Beyond the law

Published

THE move is so brazen that it would be amusing if it wasn’t deeply worrying: three retired generals inducted back into the military simply to prevent the civilian anti-corruption set-up from trying them for mismanagement of public funds. The three former army men accused of violating rules to invest National Logistics Cell funds, including large bank loans, in the stock market — and providing kickbacks and losing nearly Rs2bn in the process, including pensioners’ money — will now be court-martialled instead of being investigated by NAB. The two civilian NLC managers also accused of wrongdoing will, meanwhile, continue to be subject to the NAB probe. The decision follows three years of delays in the investigation caused mainly by the army’s refusal to share records and cooperate with the probe. And after all that foot-dragging, the military has finally found a way out. The inquiry and trial of its own men will be kept behind closed doors, despite the fact that they have squandered public money. The message is clear: the military expects to be able to operate as a state within a state, an organisation exempt from the rules and responsibilities under which the rest of the population operates.

The move also raises questions, once again, about the appropriateness of the army’s involvement in commercial ventures. Even those that administratively report to civilian organisations, such as the NLC, which technically sits under the Planning Commission, are effectively controlled by the army through managers who are retired and serving officers. The multiple reporting lines, limited civilian auditing and military influence that result make it all the more difficult to scrutinise their operations and their use of public funds. When they provide goods and services entirely unrelated to defence, they raise questions about whether running them is the best use of the army’s time and resources. In some sectors, their military connections turn them into market players that enjoy unfair advantages compared to private companies. And now this privileged position has allowed one such entity to avoid a civilian investigation and trial to which, as retired officers, its former managers should be liable.

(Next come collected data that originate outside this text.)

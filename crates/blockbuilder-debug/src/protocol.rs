//! Debug protocol - JSON command/response definitions
//!
//! One command per line in, one response per line out:
//!
//! ```text
//! {"cmd":"GroundHit","params":{"x":0.2,"z":-0.4}}
//! {"status":"ok","data":{"changed":true,"outcome":"placed Grass at 0,0,0","block_count":1}}
//! ```

use serde::{Deserialize, Serialize};
use thiserror::Error;

/// Commands sent from a front-end or test driver to an editing session
#[derive(Debug, Clone, PartialEq, Serialize, Deserialize)]
#[serde(tag = "cmd", content = "params")]
pub enum DebugCommand {
    /// A face of an existing block was hit; `n*` is the face normal
    FaceHit {
        x: i32,
        y: i32,
        z: i32,
        nx: f32,
        ny: f32,
        nz: f32,
    },
    /// The ground plane was hit at world position (x, z)
    GroundHit { x: f32, z: f32 },
    /// Explicit removal gesture on an existing block
    CellHit { x: i32, y: i32, z: i32 },
    /// Switch edit mode ("build" or "delete")
    SetMode { mode: String },
    /// Select the block kind for new placements
    SelectBlock { kind: String },
    /// Undo the last placement or removal
    Undo,
    /// Remove every block
    Clear,
    /// Get the world as JSON text
    Export,
    /// Replace the world with JSON text
    Import { text: String },
    /// Get the current draw list
    GetBlocks,
    /// Get session summary
    GetWorldInfo,
    /// Ping (health check)
    Ping,
}

/// Responses from debug server
#[derive(Debug, Clone, PartialEq, Serialize, Deserialize)]
#[serde(tag = "status")]
pub enum DebugResponse {
    #[serde(rename = "ok")]
    Ok { data: ResponseData },
    #[serde(rename = "error")]
    Error { message: String },
}

/// Response data variants
#[derive(Debug, Clone, PartialEq, Serialize, Deserialize)]
#[serde(untagged)]
pub enum ResponseData {
    None,
    Pong { message: String },
    Edit {
        changed: bool,
        outcome: String,
        block_count: usize,
    },
    Blocks { blocks: Vec<BlockInfo> },
    Exported { text: String, block_count: usize },
    WorldInfo {
        block_count: usize,
        mode: String,
        selected_block: String,
        can_undo: bool,
    },
}

/// One entry of the draw list
#[derive(Debug, Clone, PartialEq, Eq, Serialize, Deserialize)]
pub struct BlockInfo {
    pub position: [i32; 3],
    pub kind: String,
    /// `#rrggbb`
    pub color: String,
}

/// Failure to decode a command line
#[derive(Debug, Error)]
pub enum ProtocolError {
    #[error("empty command line")]
    Empty,

    #[error("Invalid command JSON: {0}")]
    Json(#[from] serde_json::Error),
}

impl DebugResponse {
    pub fn ok(data: ResponseData) -> Self {
        Self::Ok { data }
    }

    pub fn error(msg: impl Into<String>) -> Self {
        Self::Error {
            message: msg.into(),
        }
    }

    pub fn pong() -> Self {
        Self::ok(ResponseData::Pong {
            message: "pong".into(),
        })
    }

    pub fn none() -> Self {
        Self::ok(ResponseData::None)
    }

    pub fn is_ok(&self) -> bool {
        matches!(self, Self::Ok { .. })
    }
}

/// Decode one command line
pub fn parse_command(line: &str) -> Result<DebugCommand, ProtocolError> {
    let trimmed = line.trim();
    if trimmed.is_empty() {
        return Err(ProtocolError::Empty);
    }
    Ok(serde_json::from_str(trimmed)?)
}

/// Encode a response as a single line (newline included)
pub fn encode_response(response: &DebugResponse) -> String {
    let mut json = serde_json::to_string(response).unwrap_or_else(|e| {
        format!(
            "{{\"status\":\"error\",\"message\":\"Serialize error: {}\"}}",
            e
        )
    });
    json.push('\n');
    json
}
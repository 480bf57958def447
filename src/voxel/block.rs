//! Block kinds placeable in the world

use std::fmt;
use std::str::FromStr;

use serde::{Deserialize, Serialize};
use thiserror::Error;

/// Material of a placed block.
///
/// Serialized under its canonical English name. The Spanish labels shown by
/// the widget are accepted as aliases when reading.
#[derive(Debug, Clone, Copy, Default, PartialEq, Eq, Hash, Serialize, Deserialize)]
pub enum BlockKind {
    #[serde(alias = "Tierra")]
    Earth,
    #[default]
    #[serde(alias = "Hierba")]
    Grass,
    #[serde(alias = "Piedra")]
    Stone,
    #[serde(alias = "Madera")]
    Wood,
    #[serde(alias = "Agua")]
    Water,
}

#[derive(Debug, Clone, PartialEq, Eq, Error)]
#[error("unknown block kind: {0:?}")]
pub struct UnknownBlockKind(pub String);

impl BlockKind {
    /// All kinds in palette order
    pub const ALL: [BlockKind; 5] = [
        BlockKind::Earth,
        BlockKind::Grass,
        BlockKind::Stone,
        BlockKind::Wood,
        BlockKind::Water,
    ];

    /// Canonical name used in the serialized form
    pub fn name(self) -> &'static str {
        match self {
            BlockKind::Earth => "Earth",
            BlockKind::Grass => "Grass",
            BlockKind::Stone => "Stone",
            BlockKind::Wood => "Wood",
            BlockKind::Water => "Water",
        }
    }

    /// Label shown in the widget's block selector
    pub fn label(self) -> &'static str {
        match self {
            BlockKind::Earth => "Tierra",
            BlockKind::Grass => "Hierba",
            BlockKind::Stone => "Piedra",
            BlockKind::Wood => "Madera",
            BlockKind::Water => "Agua",
        }
    }
}

impl fmt::Display for BlockKind {
    fn fmt(&self, f: &mut fmt::Formatter<'_>) -> fmt::Result {
        f.write_str(self.name())
    }
}

impl FromStr for BlockKind {
    type Err = UnknownBlockKind;

    /// Case-sensitive; accepts canonical names and widget labels
    fn from_str(s: &str) -> Result<Self, Self::Err> {
        BlockKind::ALL
            .into_iter()
            .find(|k| k.name() == s || k.label() == s)
            .ok_or_else(|| UnknownBlockKind(s.to_string()))
    }
}

#[cfg(test)]
mod tests {
    use super::*;

    #[test]
    fn test_parse_names_and_labels() {
        assert_eq!("Stone".parse::<BlockKind>(), Ok(BlockKind::Stone));
        assert_eq!("Hierba".parse::<BlockKind>(), Ok(BlockKind::Grass));
        assert_eq!("Agua".parse::<BlockKind>(), Ok(BlockKind::Water));
    }

    #[test]
    fn test_parse_is_case_sensitive() {
        assert!("stone".parse::<BlockKind>().is_err());
        assert!("WOOD".parse::<BlockKind>().is_err());
        assert!("Lava".parse::<BlockKind>().is_err());
    }

    #[test]
    fn test_serde_uses_canonical_name() {
        let json = serde_json::to_string(&BlockKind::Wood).unwrap();
        assert_eq!(json, "\"Wood\"");

        let kind: BlockKind = serde_json::from_str("\"Madera\"").unwrap();
        assert_eq!(kind, BlockKind::Wood);
        assert!(serde_json::from_str::<BlockKind>("\"wood\"").is_err());
    }

    #[test]
    fn test_display_round_trip() {
        for kind in BlockKind::ALL {
            assert_eq!(kind.to_string().parse::<BlockKind>(), Ok(kind));
        }
    }
}
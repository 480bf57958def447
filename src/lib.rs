//! Blockbuilder - sparse voxel world model for a block-building widget

pub mod core;
pub mod voxel;
pub mod session;
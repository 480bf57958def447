//! Core type aliases and re-exports

pub use glam::{IVec3, Vec3};

/// Standard Result type for the crate
pub type Result<T> = std::result::Result<T, crate::core::error::Error>;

Corruption within the Pakistani state is not limited to the army; from the country’s top politicians to its lower-level bureaucrats, government officials entertain and horrify us with a steady stream of scams. With the Malik Riaz scandal, even the superior judiciary’s honour has been called into question. But at least these entities are subject to public investigations and trials, no matter how tainted or delayed. When the army takes a case into a military court, it turns a flawed investigation into an unseen one.